fn fire_well(stats: &ResolvedWeapon, state: &mut GameState, balance: &BalanceConfig) {
    let Some((params, dps)) = stats.well else { return };
    let mut p = Projectile::new(
        Owner::Player,
        state.player.pos,
        state.player.aim_angle,
        balance.projectile.base_speed * 0.5,
        15.0,
        0.0,
    );
    p.lifetime = params.travel_time;
    p.well = Some(WellState {
        duration: params.duration,
        radius: params.radius,
        strength: params.strength,
        damage_per_sec: dps,
        active: false,
    });
    state.add_projectile(p);
}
┄┄┄┄┄┄┄┄┄┄
- The problem: In the listing above, how many of the lines contain the string "Some"? Respond with the number alone.

- Response: 2